Installée à Paris depuis 2013, la casablancaise Rim Battal s'est imposée au fil des ans comme l'une des voix les plus fortes et les plus originales du corps féminin versifié. Sa poésie s'inscrit dans une tradition poétique de l'intime, où l'intime est politique. A travers ses écrits, la poétesse, âgée de 34 ans, propose un nouveau modèle de femme, d’amour et de corps politique à travers les mots, la performance et les arts visuels.
L’Eden consumériste
Pendant l’été 2019, l’artiste passe quinze jours de vacances en Sardaigne avec ses filles. Allongée sur un transat, « Face à la piscine / jambes écartées / mine de rien » (page 14), la poétesse compose sur son iPhone des poèmes qu’elle structure en quatre strophes, une forme « presque aussi confortable qu’un transat », confie-elle. Ces poèmes, elle les nommera « de l’all inclusive », non comme une formule touristique, mais plutôt comme un lieu et un temps qui relèvent de la mythologie contemporaine, un nouvel Éden consumériste plus qu’un Paradis (« Le paradis n’est pas un lieu pour une vierge / si vierge il y a », p. 49).

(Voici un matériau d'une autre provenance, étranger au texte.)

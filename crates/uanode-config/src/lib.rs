// SPDX-License-Identifier: PolyForm-Noncommercial-1.0.0
// Copyright (c) 2025 Sylvex. All rights reserved.

//! # uanode-config
//!
//! Configuration management for uanode.
//!
//! ## Features
//!
//! - **Schema Definition**: one `UaNodeConfig` with defaults for every section
//! - **Multi-Format Support**: YAML, TOML and JSON files
//! - **Environment Overrides**: `UANODE_*` variables and `${VAR:default}` placeholders
//! - **Validation**: field-level errors before anything starts
//!
//! ## Quick Start
//!
//! ```no_run
//! use uanode_config::load_config;
//!
//! let config = load_config("uanode.yaml").unwrap();
//! println!("Endpoint: {}", config.endpoint_url());
//! ```
//!
//! ## Configuration Schema
//!
//! - `server` - listener, identity and session lifetime
//! - `security` - advertised endpoints, identities and PKI
//! - `variables` - simulator interval and write ranges
//! - `client` - verification client endpoint and retry strategy
//! - `logging` - level, format and file

#![warn(missing_docs)]
#![deny(unsafe_code)]

pub mod error;
pub mod loader;
pub mod schema;

pub use error::{ConfigError, ConfigResult};
pub use loader::{load_config, load_config_str, ConfigFormat, ConfigLoader, ConfigLoaderBuilder};
pub use schema::{
    BuildInfo, ClientConfig, LogFormat, LogLevel, LoggingConfig, SecurityConfig, ServerConfig,
    UaNodeConfig, UserAccount, VariableRanges, VariablesConfig,
};
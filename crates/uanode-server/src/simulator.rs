// SPDX-License-Identifier: PolyForm-Noncommercial-1.0.0
// Copyright (c) 2025 Sylvex. All rights reserved.

//! Periodic random updates of the sample variables.
//!
//! The simulator is an ordinary writer: it goes through
//! [`NodeStore::write_value_as`] like a client write, so range checks and
//! the audit log apply to it as well.

use std::sync::Arc;
use std::time::Duration;

use rand::Rng;
use tokio::sync::broadcast;
use tokio::task::JoinHandle;
use tokio::time::MissedTickBehavior;
use uanode_core::address_space::NodeStore;
use uanode_core::device::{DeviceNodes, INITIAL_HUMIDITY, INITIAL_TEMPERATURE};
use uanode_core::status::StatusCode;
use uanode_core::types::NodeId;
use uanode_core::variant::Variant;

/// Actor recorded in the audit log for simulated writes.
pub const SIMULATOR_ACTOR: &str = "simulator";

const TEMPERATURE_SPREAD: f64 = 5.0;
const HUMIDITY_SPREAD: f64 = 10.0;

/// Writes Temperature and Humidity every `interval`.
#[derive(Debug, Clone)]
pub struct ValueSimulator {
    store: Arc<NodeStore>,
    temperature: NodeId,
    humidity: NodeId,
    interval: Duration,
}

impl ValueSimulator {
    /// Creates a simulator for the sample device.
    pub fn new(store: Arc<NodeStore>, nodes: &DeviceNodes, interval: Duration) -> Self {
        Self {
            store,
            temperature: nodes.temperature.clone(),
            humidity: nodes.humidity.clone(),
            interval,
        }
    }

    /// Performs one update and returns the two write statuses.
    pub fn tick(&self) -> (StatusCode, StatusCode) {
        let (temperature, humidity) = {
            let mut rng = rand::thread_rng();
            (
                INITIAL_TEMPERATURE + rng.gen_range(0.0..TEMPERATURE_SPREAD),
                INITIAL_HUMIDITY + rng.gen_range(0.0..HUMIDITY_SPREAD),
            )
        };

        let t = self
            .store
            .write_value_as(SIMULATOR_ACTOR, &self.temperature, &Variant::Double(temperature));
        let h = self
            .store
            .write_value_as(SIMULATOR_ACTOR, &self.humidity, &Variant::Double(humidity));
        (t, h)
    }

    /// Runs until a shutdown signal arrives.
    pub fn spawn(self, mut shutdown: broadcast::Receiver<()>) -> JoinHandle<()> {
        tokio::spawn(async move {
            tracing::info!(
                interval_ms = self.interval.as_millis() as u64,
                "Value simulator started"
            );
            let mut ticker = tokio::time::interval(self.interval);
            ticker.set_missed_tick_behavior(MissedTickBehavior::Skip);
            // The first tick completes immediately.
            ticker.tick().await;

            loop {
                tokio::select! {
                    _ = ticker.tick() => {
                        let (t, h) = self.tick();
                        if !t.is_good() || !h.is_good() {
                            tracing::warn!(
                                temperature = %t,
                                humidity = %h,
                                "Simulated write rejected"
                            );
                        }
                    }
                    _ = shutdown.recv() => {
                        tracing::info!("Value simulator stopped");
                        break;
                    }
                }
            }
        })
    }
}
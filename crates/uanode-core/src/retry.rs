// SPDX-License-Identifier: PolyForm-Noncommercial-1.0.0
// Copyright (c) 2025 Sylvex. All rights reserved.

//! Exponential backoff for connection attempts.
//!
//! A [`ConnectionStrategy`] bounds how often and how patiently a client
//! retries. [`BackoffState`] is the per-connection attempt state driven by
//! it: the attempt count, the next delay and the last error.
//!
//! With `max_retry = 3`, `initial_delay = 1s` and `max_delay = 5s`, a
//! transport that always fails sees three attempts separated by 1s and 2s,
//! after which the state reports exhaustion.
//!
//! # Example
//!
//! ```
//! use std::time::Duration;
//! use uanode_core::retry::{BackoffState, ConnectionStrategy, RetryDecision};
//!
//! let strategy = ConnectionStrategy::new(3, Duration::from_secs(1), Duration::from_secs(5));
//! let mut state = BackoffState::new(strategy);
//!
//! assert_eq!(state.record_failure("refused"), RetryDecision::Retry(Duration::from_secs(1)));
//! assert_eq!(state.record_failure("refused"), RetryDecision::Retry(Duration::from_secs(2)));
//! assert_eq!(state.record_failure("refused"), RetryDecision::GiveUp);
//! ```

use std::time::Duration;

use serde::{Deserialize, Serialize};

use crate::types::humantime_serde;

// =============================================================================
// ConnectionStrategy
// =============================================================================

/// Retry bounds for establishing a connection.
#[derive(Debug, Clone, Copy, PartialEq, Eq, Serialize, Deserialize)]
pub struct ConnectionStrategy {
    /// Total number of attempts, including the first.
    #[serde(default = "default_max_retry")]
    pub max_retry: u32,

    /// Delay after the first failed attempt.
    #[serde(default = "default_initial_delay", with = "humantime_serde")]
    pub initial_delay: Duration,

    /// Upper bound for any delay.
    #[serde(default = "default_max_delay", with = "humantime_serde")]
    pub max_delay: Duration,
}

fn default_max_retry() -> u32 {
    3
}

fn default_initial_delay() -> Duration {
    Duration::from_secs(1)
}

fn default_max_delay() -> Duration {
    Duration::from_secs(5)
}

impl Default for ConnectionStrategy {
    fn default() -> Self {
        Self {
            max_retry: default_max_retry(),
            initial_delay: default_initial_delay(),
            max_delay: default_max_delay(),
        }
    }
}

impl ConnectionStrategy {
    /// Creates a strategy.
    pub const fn new(max_retry: u32, initial_delay: Duration, max_delay: Duration) -> Self {
        Self {
            max_retry,
            initial_delay,
            max_delay,
        }
    }

    /// A single attempt with no retries.
    pub const fn no_retry() -> Self {
        Self::new(1, Duration::ZERO, Duration::ZERO)
    }

    /// Delay to wait after the `failed_attempts`-th failure (1-based):
    /// `min(initial_delay * 2^(failed_attempts - 1), max_delay)`.
    pub fn delay_for(&self, failed_attempts: u32) -> Duration {
        let exponent = failed_attempts.saturating_sub(1).min(31);
        let factor = 2u32.saturating_pow(exponent);
        self.initial_delay
            .checked_mul(factor)
            .unwrap_or(self.max_delay)
            .min(self.max_delay)
    }

    /// Returns a description of the first invalid bound, if any.
    pub fn validate(&self) -> Result<(), String> {
        if self.max_retry == 0 {
            return Err("max_retry must be at least 1".to_string());
        }
        if self.initial_delay > self.max_delay {
            return Err(format!(
                "initial_delay ({:?}) exceeds max_delay ({:?})",
                self.initial_delay, self.max_delay
            ));
        }
        Ok(())
    }
}

// =============================================================================
// BackoffState
// =============================================================================

/// What to do after a failed attempt.
#[derive(Debug, Clone, Copy, PartialEq, Eq)]
pub enum RetryDecision {
    /// Wait this long, then try again.
    Retry(Duration),
    /// Every allowed attempt has failed.
    GiveUp,
}

/// Attempt state of one connection.
#[derive(Debug, Clone)]
pub struct BackoffState {
    strategy: ConnectionStrategy,
    failed_attempts: u32,
    last_error: Option<String>,
}

impl BackoffState {
    /// Creates a fresh state.
    pub fn new(strategy: ConnectionStrategy) -> Self {
        Self {
            strategy,
            failed_attempts: 0,
            last_error: None,
        }
    }

    /// Returns the strategy.
    pub fn strategy(&self) -> &ConnectionStrategy {
        &self.strategy
    }

    /// Returns the number of failed attempts since the last reset.
    pub fn failed_attempts(&self) -> u32 {
        self.failed_attempts
    }

    /// Returns the message of the last failure.
    pub fn last_error(&self) -> Option<&str> {
        self.last_error.as_deref()
    }

    /// Returns the delay that the next failure would produce.
    pub fn next_delay(&self) -> Duration {
        self.strategy.delay_for(self.failed_attempts + 1)
    }

    /// Records a failure and decides whether to retry.
    pub fn record_failure(&mut self, error: impl Into<String>) -> RetryDecision {
        self.failed_attempts += 1;
        self.last_error = Some(error.into());
        if self.failed_attempts >= self.strategy.max_retry {
            RetryDecision::GiveUp
        } else {
            RetryDecision::Retry(self.strategy.delay_for(self.failed_attempts))
        }
    }

    /// Clears the state after a successful connection.
    pub fn reset(&mut self) {
        self.failed_attempts = 0;
        self.last_error = None;
    }
}

#[cfg(test)]
mod tests {
    use super::*;

    fn strategy() -> ConnectionStrategy {
        ConnectionStrategy::new(3, Duration::from_millis(1000), Duration::from_millis(5000))
    }

    #[test]
    fn test_delay_doubles_up_to_cap() {
        let s = ConnectionStrategy::new(10, Duration::from_millis(1000), Duration::from_millis(5000));
        let delays: Vec<_> = (1..=5).map(|n| s.delay_for(n).as_millis()).collect();
        assert_eq!(delays, [1000, 2000, 4000, 5000, 5000]);
    }

    #[test]
    fn test_delay_does_not_overflow() {
        let s = ConnectionStrategy::new(100, Duration::from_secs(1), Duration::from_secs(60));
        assert_eq!(s.delay_for(u32::MAX), Duration::from_secs(60));
    }

    #[test]
    fn test_three_attempts_then_give_up() {
        let mut state = BackoffState::new(strategy());
        assert_eq!(
            state.record_failure("e1"),
            RetryDecision::Retry(Duration::from_millis(1000))
        );
        assert_eq!(
            state.record_failure("e2"),
            RetryDecision::Retry(Duration::from_millis(2000))
        );
        assert_eq!(state.record_failure("e3"), RetryDecision::GiveUp);
        assert_eq!(state.failed_attempts(), 3);
        assert_eq!(state.last_error(), Some("e3"));
    }

    #[test]
    fn test_reset() {
        let mut state = BackoffState::new(strategy());
        state.record_failure("e1");
        state.reset();
        assert_eq!(state.failed_attempts(), 0);
        assert_eq!(state.last_error(), None);
        assert_eq!(state.next_delay(), Duration::from_millis(1000));
    }

    #[test]
    fn test_validate() {
        assert!(strategy().validate().is_ok());
        assert!(ConnectionStrategy::new(0, Duration::ZERO, Duration::ZERO)
            .validate()
            .is_err());
        assert!(
            ConnectionStrategy::new(3, Duration::from_secs(10), Duration::from_secs(1))
                .validate()
                .is_err()
        );
    }

    #[test]
    fn test_no_retry() {
        let mut state = BackoffState::new(ConnectionStrategy::no_retry());
        assert_eq!(state.record_failure("down"), RetryDecision::GiveUp);
    }

    #[test]
    fn test_serde_humantime() {
        let s: ConnectionStrategy =
            serde_json::from_str(r#"{"max_retry":5,"initial_delay":"500ms","max_delay":"10s"}"#)
                .unwrap();
        assert_eq!(s.max_retry, 5);
        assert_eq!(s.initial_delay, Duration::from_millis(500));
        assert_eq!(s.max_delay, Duration::from_secs(10));
    }
}
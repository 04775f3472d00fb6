// SPDX-License-Identifier: PolyForm-Noncommercial-1.0.0
// Copyright (c) 2025 Sylvex. All rights reserved.

//! Tagged values and value/status pairs.
//!
//! A [`Variant`] carries both a data type tag and its payload. A
//! [`DataValue`] is what a read returns: an optional variant, a status code
//! and timestamps.
//!
//! # Coercion
//!
//! [`Variant::coerce_to`] is the single place where a written value is
//! converted to a node's declared type. The accepted conversions are:
//!
//! | declared type | accepted variants |
//! |---------------|-------------------|
//! | `Double`      | any integer, `Float`, `Double`, a string that parses as a finite float |
//! | `Float`       | as `Double`, if the result is finite in `f32` |
//! | integer types | any integer whose value fits the target range |
//! | others        | the identical tag only |
//!
//! # Wire format
//!
//! Finite floats travel as JSON numbers. `NaN`, `Infinity` and `-Infinity`
//! travel as strings, since JSON has no literal for them.

use std::fmt;

use chrono::{DateTime, Utc};
use serde::{Deserialize, Serialize};

use crate::status::StatusCode;
use crate::types::DataType;

// =============================================================================
// Variant
// =============================================================================

/// A value tagged with its data type.
#[derive(Debug, Clone, PartialEq, Serialize, Deserialize)]
#[serde(tag = "type", content = "value")]
pub enum Variant {
    /// Boolean value.
    Boolean(bool),
    /// Signed byte.
    SByte(i8),
    /// Unsigned byte.
    Byte(u8),
    /// 16-bit signed integer.
    Int16(i16),
    /// 16-bit unsigned integer.
    UInt16(u16),
    /// 32-bit signed integer.
    Int32(i32),
    /// 32-bit unsigned integer.
    UInt32(u32),
    /// 64-bit signed integer.
    Int64(i64),
    /// 64-bit unsigned integer.
    UInt64(u64),
    /// 32-bit float.
    Float(#[serde(with = "float_wire")] f32),
    /// 64-bit float.
    Double(#[serde(with = "double_wire")] f64),
    /// String value.
    String(String),
    /// UTC timestamp.
    DateTime(DateTime<Utc>),
    /// No value.
    Empty,
}

impl Variant {
    /// Returns the data type tag, or `None` for [`Variant::Empty`].
    pub fn data_type(&self) -> Option<DataType> {
        let ty = match self {
            Self::Boolean(_) => DataType::Boolean,
            Self::SByte(_) => DataType::SByte,
            Self::Byte(_) => DataType::Byte,
            Self::Int16(_) => DataType::Int16,
            Self::UInt16(_) => DataType::UInt16,
            Self::Int32(_) => DataType::Int32,
            Self::UInt32(_) => DataType::UInt32,
            Self::Int64(_) => DataType::Int64,
            Self::UInt64(_) => DataType::UInt64,
            Self::Float(_) => DataType::Float,
            Self::Double(_) => DataType::Double,
            Self::String(_) => DataType::String,
            Self::DateTime(_) => DataType::DateTime,
            Self::Empty => return None,
        };
        Some(ty)
    }

    /// Returns `true` for [`Variant::Empty`].
    #[inline]
    pub fn is_empty(&self) -> bool {
        matches!(self, Self::Empty)
    }

    /// Returns the value as an `f64` if it is numeric.
    pub fn as_f64(&self) -> Option<f64> {
        match self {
            Self::SByte(v) => Some(f64::from(*v)),
            Self::Byte(v) => Some(f64::from(*v)),
            Self::Int16(v) => Some(f64::from(*v)),
            Self::UInt16(v) => Some(f64::from(*v)),
            Self::Int32(v) => Some(f64::from(*v)),
            Self::UInt32(v) => Some(f64::from(*v)),
            Self::Int64(v) => Some(*v as f64),
            Self::UInt64(v) => Some(*v as f64),
            Self::Float(v) => Some(f64::from(*v)),
            Self::Double(v) => Some(*v),
            _ => None,
        }
    }

    /// Returns the value as an `i128` if it is an integer.
    fn as_integer(&self) -> Option<i128> {
        match self {
            Self::SByte(v) => Some(i128::from(*v)),
            Self::Byte(v) => Some(i128::from(*v)),
            Self::Int16(v) => Some(i128::from(*v)),
            Self::UInt16(v) => Some(i128::from(*v)),
            Self::Int32(v) => Some(i128::from(*v)),
            Self::UInt32(v) => Some(i128::from(*v)),
            Self::Int64(v) => Some(i128::from(*v)),
            Self::UInt64(v) => Some(i128::from(*v)),
            _ => None,
        }
    }

    /// Returns the value as a string slice.
    pub fn as_str(&self) -> Option<&str> {
        match self {
            Self::String(s) => Some(s),
            _ => None,
        }
    }

    /// Converts this value to `target`, or returns `None` if no conversion
    /// is permitted.
    pub fn coerce_to(&self, target: DataType) -> Option<Variant> {
        if self.data_type() == Some(target) {
            return Some(self.clone());
        }

        match target {
            DataType::Double => self.float_source().map(Variant::Double),
            DataType::Float => self
                .float_source()
                .map(|v| v as f32)
                .filter(|v| v.is_finite())
                .map(Variant::Float),
            t if t.is_integer() => {
                let v = self.as_integer()?;
                let coerced = match t {
                    DataType::SByte => Variant::SByte(i8::try_from(v).ok()?),
                    DataType::Byte => Variant::Byte(u8::try_from(v).ok()?),
                    DataType::Int16 => Variant::Int16(i16::try_from(v).ok()?),
                    DataType::UInt16 => Variant::UInt16(u16::try_from(v).ok()?),
                    DataType::Int32 => Variant::Int32(i32::try_from(v).ok()?),
                    DataType::UInt32 => Variant::UInt32(u32::try_from(v).ok()?),
                    DataType::Int64 => Variant::Int64(i64::try_from(v).ok()?),
                    DataType::UInt64 => Variant::UInt64(u64::try_from(v).ok()?),
                    _ => return None,
                };
                Some(coerced)
            }
            _ => None,
        }
    }

    /// Numeric value usable for a floating point target, including numeric
    /// strings.
    fn float_source(&self) -> Option<f64> {
        let value = match self {
            Self::String(s) => s.trim().parse::<f64>().ok()?,
            other => other.as_f64()?,
        };
        value.is_finite().then_some(value)
    }
}

impl fmt::Display for Variant {
    fn fmt(&self, f: &mut fmt::Formatter<'_>) -> fmt::Result {
        match self {
            Self::Boolean(v) => write!(f, "{v}"),
            Self::SByte(v) => write!(f, "{v}"),
            Self::Byte(v) => write!(f, "{v}"),
            Self::Int16(v) => write!(f, "{v}"),
            Self::UInt16(v) => write!(f, "{v}"),
            Self::Int32(v) => write!(f, "{v}"),
            Self::UInt32(v) => write!(f, "{v}"),
            Self::Int64(v) => write!(f, "{v}"),
            Self::UInt64(v) => write!(f, "{v}"),
            Self::Float(v) => write!(f, "{v}"),
            Self::Double(v) => write!(f, "{v}"),
            Self::String(v) => f.write_str(v),
            Self::DateTime(v) => write!(f, "{}", v.to_rfc3339()),
            Self::Empty => f.write_str("<empty>"),
        }
    }
}

macro_rules! impl_from_primitive {
    ($($ty:ty => $variant:ident),* $(,)?) => {
        $(
            impl From<$ty> for Variant {
                fn from(v: $ty) -> Self {
                    Variant::$variant(v)
                }
            }
        )*
    };
}

impl_from_primitive! {
    bool => Boolean,
    i8 => SByte,
    u8 => Byte,
    i16 => Int16,
    u16 => UInt16,
    i32 => Int32,
    u32 => UInt32,
    i64 => Int64,
    u64 => UInt64,
    f32 => Float,
    f64 => Double,
    String => String,
}

impl From<&str> for Variant {
    fn from(v: &str) -> Self {
        Variant::String(v.to_string())
    }
}

// =============================================================================
// Float wire encoding
// =============================================================================

#[derive(Deserialize)]
#[serde(untagged)]
enum FloatRepr {
    Number(f64),
    Text(String),
}

fn non_finite_name(value: f64) -> &'static str {
    if value.is_nan() {
        "NaN"
    } else if value.is_sign_negative() {
        "-Infinity"
    } else {
        "Infinity"
    }
}

fn decode_float<'de, D>(deserializer: D) -> Result<f64, D::Error>
where
    D: serde::Deserializer<'de>,
{
    match FloatRepr::deserialize(deserializer)? {
        FloatRepr::Number(v) => Ok(v),
        FloatRepr::Text(text) => match text.as_str() {
            "NaN" => Ok(f64::NAN),
            "Infinity" => Ok(f64::INFINITY),
            "-Infinity" => Ok(f64::NEG_INFINITY),
            other => Err(serde::de::Error::custom(format!(
                "invalid float literal '{other}'"
            ))),
        },
    }
}

mod double_wire {
    use serde::{Deserializer, Serializer};

    pub fn serialize<S: Serializer>(value: &f64, serializer: S) -> Result<S::Ok, S::Error> {
        if value.is_finite() {
            serializer.serialize_f64(*value)
        } else {
            serializer.serialize_str(super::non_finite_name(*value))
        }
    }

    pub fn deserialize<'de, D: Deserializer<'de>>(deserializer: D) -> Result<f64, D::Error> {
        super::decode_float(deserializer)
    }
}

mod float_wire {
    use serde::{Deserializer, Serializer};

    pub fn serialize<S: Serializer>(value: &f32, serializer: S) -> Result<S::Ok, S::Error> {
        if value.is_finite() {
            serializer.serialize_f32(*value)
        } else {
            serializer.serialize_str(super::non_finite_name(f64::from(*value)))
        }
    }

    pub fn deserialize<'de, D: Deserializer<'de>>(deserializer: D) -> Result<f32, D::Error> {
        super::decode_float(deserializer).map(|v| v as f32)
    }
}

// =============================================================================
// DataValue
// =============================================================================

/// Result of reading one attribute: value, status and timestamps.
#[derive(Debug, Clone, PartialEq, Serialize, Deserialize)]
pub struct DataValue {
    /// The value, present when the status is not bad.
    pub value: Option<Variant>,
    /// Item status.
    pub status: StatusCode,
    /// When the server produced the result.
    pub server_timestamp: Option<DateTime<Utc>>,
}

impl DataValue {
    /// Creates a good result.
    pub fn good(value: Variant) -> Self {
        Self {
            value: Some(value),
            status: StatusCode::GOOD,
            server_timestamp: Some(Utc::now()),
        }
    }

    /// Creates a value/status pair as returned by a value accessor.
    pub fn with_status(value: Variant, status: StatusCode) -> Self {
        Self {
            value: Some(value),
            status,
            server_timestamp: Some(Utc::now()),
        }
    }

    /// Creates a result carrying only a bad status.
    pub fn bad(status: StatusCode) -> Self {
        Self {
            value: None,
            status,
            server_timestamp: Some(Utc::now()),
        }
    }

    /// Returns `true` if the status is good.
    #[inline]
    pub fn is_good(&self) -> bool {
        self.status.is_good()
    }

    /// Returns `true` if the status is bad.
    #[inline]
    pub fn is_bad(&self) -> bool {
        self.status.is_bad()
    }
}
// SPDX-License-Identifier: PolyForm-Noncommercial-1.0.0
// Copyright (c) 2025 Sylvex. All rights reserved.

//! Host process state read by computed variables.
//!
//! Computed variables never capture external state directly. They ask a
//! [`HostInfo`] provider for a fresh [`HostSnapshot`] on every read.

use std::fmt;
use std::time::{Duration, Instant};

use sysinfo::System;

/// Point-in-time view of the host and the server process.
#[derive(Debug, Clone, PartialEq)]
pub struct HostSnapshot {
    /// Host name.
    pub hostname: String,
    /// Time since the server process started.
    pub process_uptime: Duration,
    /// One-minute load average.
    pub load_average_1m: f64,
}

/// Source of [`HostSnapshot`]s.
pub trait HostInfo: Send + Sync + fmt::Debug {
    /// Takes a snapshot now.
    fn snapshot(&self) -> HostSnapshot;
}

/// Reads the live system through `sysinfo`.
#[derive(Debug)]
pub struct SystemHostInfo {
    started: Instant,
}

impl SystemHostInfo {
    /// Creates a provider whose uptime counts from now.
    pub fn new() -> Self {
        Self {
            started: Instant::now(),
        }
    }

    /// Creates a provider whose uptime counts from `started`.
    pub fn started_at(started: Instant) -> Self {
        Self { started }
    }
}

impl Default for SystemHostInfo {
    fn default() -> Self {
        Self::new()
    }
}

impl HostInfo for SystemHostInfo {
    fn snapshot(&self) -> HostSnapshot {
        HostSnapshot {
            hostname: System::host_name().unwrap_or_else(|| "localhost".to_string()),
            process_uptime: self.started.elapsed(),
            load_average_1m: System::load_average().one,
        }
    }
}

/// Returns a fixed snapshot. Used by tests and simulations.
#[derive(Debug, Clone)]
pub struct FixedHostInfo {
    snapshot: HostSnapshot,
}

impl FixedHostInfo {
    /// Creates a provider that always returns `snapshot`.
    pub fn new(snapshot: HostSnapshot) -> Self {
        Self { snapshot }
    }
}

impl HostInfo for FixedHostInfo {
    fn snapshot(&self) -> HostSnapshot {
        self.snapshot.clone()
    }
}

Corps contraint, Corps libre…
Dans Les Quatrains de l'all inclusive, chaque poème se compose ainsi de 4 parties qui dressent une image, un souvenir, une intuition, un questionnement sur le corps, le corps contraint ou libre, la facilité et le confort que l'on paye de sa liberté, les rapports de pouvoir dans l'amour filial, la maternité heureuse ou souffrante, être fille d'une femme et mère de filles, l'amour à oscillations, la sexualité de la « milf », l'état actuel du monde en feu, l'indécision, le rêve. Comment guérit-on de l'enfance, de sa mégalomanie et ses dépendances, de ses phobies.
Avec cet ouvrage, Rim Battal réaffirme la prégnance de tout ce qui est extérieur à soi dans le processus d’écriture. Loin de l’effacer, l’autrice en fait la matière même de son livre. L’objet devient ainsi sujet et le sujet devient objet.
Un retour aux sources
Oscillant entre le trivial et le sublime, la poétesse s’exerce fréquemment à l’art de la punchline (mêlant rime et esprit) et de l’alexandrin. On peut ainsi lire ainsi dans un poème : « J’ai ovulé dans ma culotte » (p. 33) ou encore « J’ai gardé de l’enfance le goût / du poème / du dessin / et le pipi dans la piscine [sans scrupules] » (p. 16).
Les souvenirs de l’enfance hantent toute son œuvre, que ce soit l’histoire de la virginité déjà racontée dans L’œil des loups (« la nuit m’a saisie ce jour-là / m’a nommée violence / […] j’ai dit adios à mon surmoi » p. 49), ou le souvenir de l’adolescente qu’elle était vingt auparavant (« celle que j’étais il y a vingt ans / est une simple pierre blanche » p. 61).
Chez Rim Battal la poésie est un retour aux sources. Telle une évidence, elle est profondément féminine, elle est l’origine du monde.